*EXERCISE AIM:*
A single number is expected: the count of lines in the entries below that contain "ssrc".

*LISTED ENTRIES:*
--- --- ---
use std::{net::SocketAddr, sync::Arc};

use parking_lot::Mutex;
use service::{
    EndReason, SessionHandler, SessionInfo, Stream, codec::control::ControlMessage,
};

use crate::mtc::MtcTracker;

/// Default session handler, logs session events and follows time code.
#[derive(Clone)]
pub struct Handler {
    session: Arc<str>,
    mtc: Arc<Mutex<MtcTracker>>,
}

impl Handler {
    pub fn new(session: &str) -> Self {
        Self {
            session: session.into(),
            mtc: Default::default(),
        }
    }

    /// Time code and song position received so far on this session.
    pub fn mtc(&self) -> MtcTracker {
        self.mtc.lock().clone()
    }
}

impl SessionHandler for Handler {
    fn on_ready(&self, session: &SessionInfo) {
        log::info!(
            "session ready: name={}, bonjour_name={}, port={}, ssrc={}",
            session.local_name,
            session.bonjour_name,
            session.port,
            session.ssrc
        );
    }

    fn on_stream_added(&self, stream: &Stream) {
        log::info!(
            "stream added: session={}, name={}, ssrc={:?}, address={:?}",
            self.session,
            stream.name(),
            stream.ssrc(),
            stream.control_address()
        );
    }

    fn on_stream_removed(&self, stream: &Stream, reason: EndReason) {
        log::info!(
            "stream removed: session={}, name={}, ssrc={:?}, reason={:?}",
            self.session,
            stream.name(),
            stream.ssrc(),
            reason
        );
    }

    fn on_message(&self, stream: &Stream, delta_time: u32, message: &[u8]) {
        let mut mtc = self.mtc.lock();
        if mtc.handle(message) {
            log::debug!(
                "time code: session={}, position={}, song_position={}",
                self.session,
                mtc.time_code(),
                mtc.song_position()
            );
        }

        log::trace!(
            "midi message: session={}, stream={}, delta_time={}, message={:02x?}",
            self.session,
            stream.name(),
            delta_time,
            message
        );
    }

    fn on_control_message(&self, from: SocketAddr, message: &ControlMessage) {
        log::trace!(
            "control message: session={}, from={}, command={}",
            self.session,
            from,
            message.command().name()
        );
    }
}
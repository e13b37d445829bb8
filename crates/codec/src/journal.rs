//! Recovery journal, parse only.
//!
//! [RFC6295 Section 5]: https://tools.ietf.org/html/rfc6295#section-5
//!
//! ```text
//!  0                   1                   2
//!  0 1 2 3 4 5 6 7 8 9 0 1 2 3 4 5 6 7 8 9 0 1 2 3
//! +-+-+-+-+-+-+-+-+-+-+-+-+-+-+-+-+-+-+-+-+-+-+-+-+
//! |S|Y|A|H|TOTCHAN|   Checkpoint Packet Seqnum    |
//! +-+-+-+-+-+-+-+-+-+-+-+-+-+-+-+-+-+-+-+-+-+-+-+-+
//! ```
//!
//! The journal is followed by an optional system journal and `TOTCHAN + 1`
//! channel journals. Only headers and chapter bitmaps are extracted, the
//! chapter contents are skipped using the LENGTH fields.

use super::Error;

/// System journal chapter bits, as found in the first header octet.
pub mod system_chapter {
    pub const D: u8 = 0x40;
    pub const V: u8 = 0x20;
    pub const Q: u8 = 0x10;
    pub const F: u8 = 0x08;
    pub const X: u8 = 0x04;
}

/// Channel journal chapter bits, the third header octet.
pub mod channel_chapter {
    pub const P: u8 = 0x80;
    pub const C: u8 = 0x40;
    pub const M: u8 = 0x20;
    pub const W: u8 = 0x10;
    pub const N: u8 = 0x08;
    pub const E: u8 = 0x04;
    pub const T: u8 = 0x02;
    pub const A: u8 = 0x01;
}

#[derive(Debug, Clone, Copy, PartialEq, Eq)]
pub struct SystemJournal {
    pub single_packet_loss: bool,
    pub chapters: u8,
    /// Length in octets, header included.
    pub length: u16,
}

impl SystemJournal {
    pub fn has_chapter(&self, chapter: u8) -> bool {
        self.chapters & chapter != 0
    }
}

#[derive(Debug, Clone, Copy, PartialEq, Eq)]
pub struct ChannelJournal {
    pub channel: u8,
    pub single_packet_loss: bool,
    pub enhanced: bool,
    pub chapters: u8,
    /// Length in octets, header included.
    pub length: u16,
}

impl ChannelJournal {
    pub fn has_chapter(&self, chapter: u8) -> bool {
        self.chapters & chapter != 0
    }
}

#[derive(Debug, Clone, PartialEq, Eq)]
pub struct RecoveryJournal {
    pub single_packet_loss: bool,
    pub enhanced: bool,
    pub checkpoint: u16,
    pub system: Option<SystemJournal>,
    pub channels: Vec<ChannelJournal>,
}

impl RecoveryJournal {
    /// # Test
    ///
    /// ```
    /// use rtpmidi_codec::journal::*;
    ///
    /// // A + TOTCHAN=0, checkpoint 0x0102, one channel journal for channel 3
    /// // carrying chapter N with two octets of chapter data.
    /// let buffer = [0x20, 0x01, 0x02, 0x18, 0x05, 0x08, 0x00, 0x00];
    ///
    /// let journal = RecoveryJournal::decode(&buffer).unwrap();
    ///
    /// assert_eq!(journal.checkpoint, 0x0102);
    /// assert!(journal.system.is_none());
    /// assert_eq!(journal.channels.len(), 1);
    /// assert_eq!(journal.channels[0].channel, 3);
    /// assert!(journal.channels[0].has_chapter(channel_chapter::N));
    /// ```
    pub fn decode(bytes: &[u8]) -> Result<Self, Error> {
        if bytes.len() < 3 {
            return Err(Error::Truncated);
        }

        let header = bytes[0];
        let mut journal = Self {
            single_packet_loss: header & 0x80 != 0,
            enhanced: header & 0x10 != 0,
            checkpoint: u16::from_be_bytes(bytes[1..3].try_into()?),
            system: None,
            channels: Vec::new(),
        };

        let mut offset = 3;

        if header & 0x40 != 0 {
            if bytes.len() < offset + 2 {
                return Err(Error::Truncated);
            }

            let length = section_length(bytes[offset], bytes[offset + 1]);
            if (length as usize) < 2 || bytes.len() < offset + length as usize {
                return Err(Error::Truncated);
            }

            journal.system = Some(SystemJournal {
                single_packet_loss: bytes[offset] & 0x80 != 0,
                chapters: bytes[offset] & 0x7C,
                length,
            });

            offset += length as usize;
        }

        if header & 0x20 != 0 {
            let total = (header & 0x0F) as usize + 1;
            journal.channels.reserve(total);

            for _ in 0..total {
                if bytes.len() < offset + 3 {
                    return Err(Error::Truncated);
                }

                let length = section_length(bytes[offset], bytes[offset + 1]);
                if (length as usize) < 3 || bytes.len() < offset + length as usize {
                    return Err(Error::Truncated);
                }

                journal.channels.push(ChannelJournal {
                    single_packet_loss: bytes[offset] & 0x80 != 0,
                    channel: (bytes[offset] >> 3) & 0x0F,
                    enhanced: bytes[offset] & 0x04 != 0,
                    chapters: bytes[offset + 2],
                    length,
                });

                offset += length as usize;
            }
        }

        Ok(journal)
    }
}

/// 10 bit LENGTH field spread over the low bits of two octets.
fn section_length(high: u8, low: u8) -> u16 {
    (((high & 0x03) as u16) << 8) | low as u16
}

#[cfg(test)]
mod tests {
    use super::*;

    #[test]
    fn system_and_channels() {
        let buffer = [
            // S Y A, TOTCHAN=1, checkpoint 9
            0xE1, 0x00, 0x09,
            // system journal: chapters D and X, 3 octets
            0x44, 0x03, 0xAA,
            // channel 0, chapter P, 4 octets
            0x00, 0x04, 0x80, 0x01,
            // channel 15, S and H, chapters C and A, 3 octets
            0xFC, 0x03, 0x41,
        ];

        let journal = RecoveryJournal::decode(&buffer).unwrap();
        assert!(journal.single_packet_loss);
        assert_eq!(journal.checkpoint, 9);

        let system = journal.system.unwrap();
        assert!(system.has_chapter(system_chapter::D));
        assert!(system.has_chapter(system_chapter::X));
        assert!(!system.has_chapter(system_chapter::V));
        assert_eq!(system.length, 3);

        assert_eq!(journal.channels.len(), 2);
        assert_eq!(journal.channels[0].channel, 0);
        assert!(journal.channels[0].has_chapter(channel_chapter::P));
        assert_eq!(journal.channels[1].channel, 15);
        assert!(journal.channels[1].single_packet_loss);
        assert!(journal.channels[1].enhanced);
        assert!(journal.channels[1].has_chapter(channel_chapter::C));
        assert!(journal.channels[1].has_chapter(channel_chapter::A));
    }

    #[test]
    fn lengths_past_the_buffer() {
        assert!(matches!(RecoveryJournal::decode(&[0x20, 0x00]), Err(Error::Truncated)));

        // channel journal claims 16 octets
        assert!(matches!(
            RecoveryJournal::decode(&[0x20, 0x00, 0x01, 0x00, 0x10, 0x80]),
            Err(Error::Truncated)
        ));

        // zero length would never advance
        assert!(matches!(
            RecoveryJournal::decode(&[0x40, 0x00, 0x01, 0x00, 0x00]),
            Err(Error::Truncated)
        ));
    }
}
--- --- ---
*REPLY:*
6